Your goal: Output range, inclusive: from the line containing "let loaded = load_config(cli.config.as_deref())?;" to the line containing "use org_core_types::RequestContext;". Restate those lines from the data below word for word and only those.

[Collected data]
- - - - - - -

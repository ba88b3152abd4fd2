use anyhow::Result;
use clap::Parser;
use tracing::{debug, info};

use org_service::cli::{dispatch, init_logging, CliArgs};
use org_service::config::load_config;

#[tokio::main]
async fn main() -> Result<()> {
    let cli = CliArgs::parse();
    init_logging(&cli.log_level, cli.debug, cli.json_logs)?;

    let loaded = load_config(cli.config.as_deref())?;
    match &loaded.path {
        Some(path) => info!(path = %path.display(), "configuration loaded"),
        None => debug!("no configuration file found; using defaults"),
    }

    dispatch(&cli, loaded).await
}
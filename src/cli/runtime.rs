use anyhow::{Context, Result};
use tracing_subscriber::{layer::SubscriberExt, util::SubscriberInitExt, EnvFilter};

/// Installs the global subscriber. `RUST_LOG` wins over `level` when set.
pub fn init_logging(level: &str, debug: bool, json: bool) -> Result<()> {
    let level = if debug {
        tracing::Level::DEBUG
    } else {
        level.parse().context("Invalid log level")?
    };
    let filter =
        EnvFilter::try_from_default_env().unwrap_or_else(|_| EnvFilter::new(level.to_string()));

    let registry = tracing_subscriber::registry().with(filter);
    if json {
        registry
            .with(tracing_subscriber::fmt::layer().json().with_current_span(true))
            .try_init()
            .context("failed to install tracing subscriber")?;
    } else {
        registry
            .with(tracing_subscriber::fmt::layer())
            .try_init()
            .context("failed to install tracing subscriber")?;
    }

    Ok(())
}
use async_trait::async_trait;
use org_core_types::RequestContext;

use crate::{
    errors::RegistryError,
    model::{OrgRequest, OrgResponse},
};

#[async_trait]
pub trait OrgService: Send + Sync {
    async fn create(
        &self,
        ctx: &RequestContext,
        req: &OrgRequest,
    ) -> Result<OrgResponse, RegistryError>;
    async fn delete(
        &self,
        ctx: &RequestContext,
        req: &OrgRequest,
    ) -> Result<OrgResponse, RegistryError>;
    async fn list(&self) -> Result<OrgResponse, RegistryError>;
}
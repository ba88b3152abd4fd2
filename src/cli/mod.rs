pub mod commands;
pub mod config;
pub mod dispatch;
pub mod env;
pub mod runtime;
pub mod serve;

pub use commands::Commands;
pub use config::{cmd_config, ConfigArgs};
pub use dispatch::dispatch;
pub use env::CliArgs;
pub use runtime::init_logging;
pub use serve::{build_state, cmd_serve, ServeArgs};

- - - - - - -

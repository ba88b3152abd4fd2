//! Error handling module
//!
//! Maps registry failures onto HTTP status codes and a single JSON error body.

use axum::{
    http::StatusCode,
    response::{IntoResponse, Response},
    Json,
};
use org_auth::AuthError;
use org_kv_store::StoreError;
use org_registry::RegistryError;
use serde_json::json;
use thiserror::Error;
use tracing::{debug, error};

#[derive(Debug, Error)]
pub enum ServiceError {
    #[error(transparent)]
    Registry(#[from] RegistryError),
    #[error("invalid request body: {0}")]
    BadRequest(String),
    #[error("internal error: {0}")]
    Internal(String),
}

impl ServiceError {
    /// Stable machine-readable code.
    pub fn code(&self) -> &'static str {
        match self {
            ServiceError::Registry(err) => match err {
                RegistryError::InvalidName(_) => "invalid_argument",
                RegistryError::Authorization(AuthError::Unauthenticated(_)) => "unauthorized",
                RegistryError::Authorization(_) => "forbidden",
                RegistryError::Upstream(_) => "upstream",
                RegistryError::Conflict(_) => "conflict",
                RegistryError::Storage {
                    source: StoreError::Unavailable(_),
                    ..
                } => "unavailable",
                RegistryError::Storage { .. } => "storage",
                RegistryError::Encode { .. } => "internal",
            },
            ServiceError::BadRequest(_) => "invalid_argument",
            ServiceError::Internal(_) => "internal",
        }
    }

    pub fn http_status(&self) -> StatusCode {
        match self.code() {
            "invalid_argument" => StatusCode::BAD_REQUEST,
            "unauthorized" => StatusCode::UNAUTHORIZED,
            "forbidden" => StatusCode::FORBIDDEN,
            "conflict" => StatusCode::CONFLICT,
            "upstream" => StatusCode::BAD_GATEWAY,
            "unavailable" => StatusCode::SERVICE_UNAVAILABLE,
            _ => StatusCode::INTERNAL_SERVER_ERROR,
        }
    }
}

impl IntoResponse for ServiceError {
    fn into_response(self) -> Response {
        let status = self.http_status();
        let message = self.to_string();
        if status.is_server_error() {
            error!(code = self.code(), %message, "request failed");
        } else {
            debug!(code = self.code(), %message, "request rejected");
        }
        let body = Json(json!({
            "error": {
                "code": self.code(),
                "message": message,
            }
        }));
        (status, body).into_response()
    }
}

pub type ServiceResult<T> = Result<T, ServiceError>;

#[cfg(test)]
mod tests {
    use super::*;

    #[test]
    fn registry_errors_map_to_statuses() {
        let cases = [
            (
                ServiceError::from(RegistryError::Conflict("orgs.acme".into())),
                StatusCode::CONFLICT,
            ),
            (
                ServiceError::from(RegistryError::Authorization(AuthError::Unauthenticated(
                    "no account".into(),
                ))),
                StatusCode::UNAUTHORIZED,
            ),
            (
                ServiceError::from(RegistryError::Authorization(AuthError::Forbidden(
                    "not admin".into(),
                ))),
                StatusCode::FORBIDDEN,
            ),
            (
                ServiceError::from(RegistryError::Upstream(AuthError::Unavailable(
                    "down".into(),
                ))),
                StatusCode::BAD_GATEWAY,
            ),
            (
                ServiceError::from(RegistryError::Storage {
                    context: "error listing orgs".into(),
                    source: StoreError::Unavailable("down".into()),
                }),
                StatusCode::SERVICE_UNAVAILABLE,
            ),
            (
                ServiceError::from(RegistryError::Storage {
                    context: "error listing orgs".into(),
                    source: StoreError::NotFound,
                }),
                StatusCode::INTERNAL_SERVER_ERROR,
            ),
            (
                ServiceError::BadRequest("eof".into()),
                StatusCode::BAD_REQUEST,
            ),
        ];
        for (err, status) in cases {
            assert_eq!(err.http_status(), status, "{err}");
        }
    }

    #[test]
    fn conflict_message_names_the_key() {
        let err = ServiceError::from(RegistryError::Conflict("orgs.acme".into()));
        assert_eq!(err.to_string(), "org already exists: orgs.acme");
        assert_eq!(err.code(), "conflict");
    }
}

- - - - - - -

Exercise response:
    let loaded = load_config(cli.config.as_deref())?;
    match &loaded.path {
        Some(path) => info!(path = %path.display(), "configuration loaded"),
        None => debug!("no configuration file found; using defaults"),
    }

    dispatch(&cli, loaded).await
}
filename src/cli/runtime.rs
use anyhow::{Context, Result};
use tracing_subscriber::{layer::SubscriberExt, util::SubscriberInitExt, EnvFilter};

/// Installs the global subscriber. `RUST_LOG` wins over `level` when set.
pub fn init_logging(level: &str, debug: bool, json: bool) -> Result<()> {
    let level = if debug {
        tracing::Level::DEBUG
    } else {
        level.parse().context("Invalid log level")?
    };
    let filter =
        EnvFilter::try_from_default_env().unwrap_or_else(|_| EnvFilter::new(level.to_string()));

    let registry = tracing_subscriber::registry().with(filter);
    if json {
        registry
            .with(tracing_subscriber::fmt::layer().json().with_current_span(true))
            .try_init()
            .context("failed to install tracing subscriber")?;
    } else {
        registry
            .with(tracing_subscriber::fmt::layer())
            .try_init()
            .context("failed to install tracing subscriber")?;
    }

    Ok(())
}
use async_trait::async_trait;
use org_core_types::RequestContext;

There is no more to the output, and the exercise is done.